How to complete this task:
Taking the records line by line, how many lines contain the word "LevelFilter"? Answer with the number only.

Source records:

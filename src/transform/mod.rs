pub mod casing;
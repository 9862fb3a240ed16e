pub mod cache;
pub mod cli;
pub mod config;
pub mod convert;
pub mod document;
pub mod error;
pub mod fieldmap;
pub mod io_utils;
pub mod range_db;
pub mod rows;
pub mod schema;
pub mod transform;

use std::{env, sync::OnceLock};

use anyhow::{Context, Result};
use clap::Parser;
use log::{LevelFilter, info};

use crate::cli::{Cli, Commands};

static LOGGER: OnceLock<()> = OnceLock::new();

fn init_logging() {
    LOGGER.get_or_init(|| {
        let mut builder = env_logger::Builder::from_env(env_logger::Env::default());
        if env::var("RUST_LOG").is_err() {
            builder.filter_module("csv2rangedb", LevelFilter::Info);
        }
        let _ = builder.format_timestamp_millis().try_init();
    });
}

pub fn run() -> Result<()> {
    init_logging();
    let cli = Cli::parse();
    match cli.command {
        Commands::Convert(args) => convert::execute(&args),
        Commands::Check(args) => convert::check(&args),
        Commands::Lookup(args) => handle_lookup(&args),
    }
}

fn handle_lookup(args: &cli::LookupArgs) -> Result<()> {
    let database = range_db::RangeDatabase::load(&args.database)
        .with_context(|| format!("Loading database {:?}", args.database))?;
    info!(
        "Loaded '{}' with {} range(s) from {:?}",
        database.database_type(),
        database.ranges().len(),
        args.database
    );
    match database.lookup(args.address) {
        Some(document) => println!("{document}"),
        None => println!("No range contains {}", args.address),
    }
    Ok(())
}

pub(crate) fn printable_delimiter(delimiter: u8) -> String {
    match delimiter {
        b',' => ",".to_string(),
        b'\t' => "\\t".to_string(),
        b'\n' => "\\n".to_string(),
        other => (other as char).to_string(),
    }
}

Worked solution:
2